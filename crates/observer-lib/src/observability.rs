//! Observability infrastructure for the observer engine
//!
//! Prometheus metrics behind a process-wide registry. Structured logging is
//! done with `tracing` fields at the call sites.

use prometheus::{register_histogram, register_int_counter, Histogram, IntCounter};
use std::sync::OnceLock;

/// Histogram buckets for tick duration (in seconds)
const TICK_BUCKETS: &[f64] = &[0.005, 0.01, 0.05, 0.1, 0.25, 0.5, 1.0, 2.5, 5.0, 10.0, 30.0];

/// Global metrics instance (registered once)
static GLOBAL_METRICS: OnceLock<ObserverMetricsInner> = OnceLock::new();

struct ObserverMetricsInner {
    ticks_total: IntCounter,
    tick_duration_seconds: Histogram,
    pairs_skipped_total: IntCounter,
    source_errors_total: IntCounter,
    anomalies_detected_total: IntCounter,
    workflows_created_total: IntCounter,
    workflows_approved_total: IntCounter,
    workflows_rejected_total: IntCounter,
    remediation_step_failures_total: IntCounter,
}

impl ObserverMetricsInner {
    fn new() -> Self {
        Self {
            ticks_total: register_int_counter!(
                "observer_ticks_total",
                "Total number of completed detection ticks"
            )
            .expect("Failed to register ticks_total"),

            tick_duration_seconds: register_histogram!(
                "observer_tick_duration_seconds",
                "Time spent in one detection tick",
                TICK_BUCKETS.to_vec()
            )
            .expect("Failed to register tick_duration_seconds"),

            pairs_skipped_total: register_int_counter!(
                "observer_pairs_skipped_total",
                "Watched pairs skipped for insufficient signal"
            )
            .expect("Failed to register pairs_skipped_total"),

            source_errors_total: register_int_counter!(
                "observer_source_errors_total",
                "Source adapter failures, isolated per pair"
            )
            .expect("Failed to register source_errors_total"),

            anomalies_detected_total: register_int_counter!(
                "observer_anomalies_detected_total",
                "Total number of anomalies detected"
            )
            .expect("Failed to register anomalies_detected_total"),

            workflows_created_total: register_int_counter!(
                "observer_workflows_created_total",
                "Workflows proposed for approval"
            )
            .expect("Failed to register workflows_created_total"),

            workflows_approved_total: register_int_counter!(
                "observer_workflows_approved_total",
                "Workflows approved by an operator"
            )
            .expect("Failed to register workflows_approved_total"),

            workflows_rejected_total: register_int_counter!(
                "observer_workflows_rejected_total",
                "Workflows rejected by an operator"
            )
            .expect("Failed to register workflows_rejected_total"),

            remediation_step_failures_total: register_int_counter!(
                "observer_remediation_step_failures_total",
                "Remediation steps that failed during execution"
            )
            .expect("Failed to register remediation_step_failures_total"),
        }
    }
}

/// Lightweight handle to the global observer metrics.
///
/// Clones share the same underlying registry entries.
#[derive(Clone)]
pub struct ObserverMetrics {
    _private: (),
}

impl Default for ObserverMetrics {
    fn default() -> Self {
        Self::new()
    }
}

impl ObserverMetrics {
    pub fn new() -> Self {
        GLOBAL_METRICS.get_or_init(ObserverMetricsInner::new);
        Self { _private: () }
    }

    fn inner(&self) -> &ObserverMetricsInner {
        GLOBAL_METRICS.get().expect("Metrics not initialized")
    }

    pub fn inc_ticks(&self) {
        self.inner().ticks_total.inc();
    }

    pub fn observe_tick_duration(&self, duration_secs: f64) {
        self.inner().tick_duration_seconds.observe(duration_secs);
    }

    pub fn inc_pairs_skipped(&self) {
        self.inner().pairs_skipped_total.inc();
    }

    pub fn inc_source_errors(&self) {
        self.inner().source_errors_total.inc();
    }

    pub fn inc_anomalies_detected(&self) {
        self.inner().anomalies_detected_total.inc();
    }

    pub fn inc_workflows_created(&self) {
        self.inner().workflows_created_total.inc();
    }

    pub fn inc_workflows_approved(&self) {
        self.inner().workflows_approved_total.inc();
    }

    pub fn inc_workflows_rejected(&self) {
        self.inner().workflows_rejected_total.inc();
    }

    pub fn inc_remediation_step_failures(&self) {
        self.inner().remediation_step_failures_total.inc();
    }
}

#[cfg(test)]
mod tests {
    use super::*;

    #[test]
    fn test_metrics_handle() {
        let metrics = ObserverMetrics::new();
        metrics.inc_ticks();
        metrics.observe_tick_duration(0.05);
        metrics.inc_anomalies_detected();
        metrics.inc_workflows_created();
    }
}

Activity
The exact lines of the material above starting at the one that contains "fn inner(&self) ->" and ending at the one that contains "pub fn inc_workflows_created(&self)" are what to retype; leave out everything else.

Answer space
    fn inner(&self) -> &ObserverMetricsInner {
        GLOBAL_METRICS.get().expect("Metrics not initialized")
    }

    pub fn inc_ticks(&self) {
        self.inner().ticks_total.inc();
    }

    pub fn observe_tick_duration(&self, duration_secs: f64) {
        self.inner().tick_duration_seconds.observe(duration_secs);
    }

    pub fn inc_pairs_skipped(&self) {
        self.inner().pairs_skipped_total.inc();
    }

    pub fn inc_source_errors(&self) {
        self.inner().source_errors_total.inc();
    }

    pub fn inc_anomalies_detected(&self) {
        self.inner().anomalies_detected_total.inc();
    }

    pub fn inc_workflows_created(&self) {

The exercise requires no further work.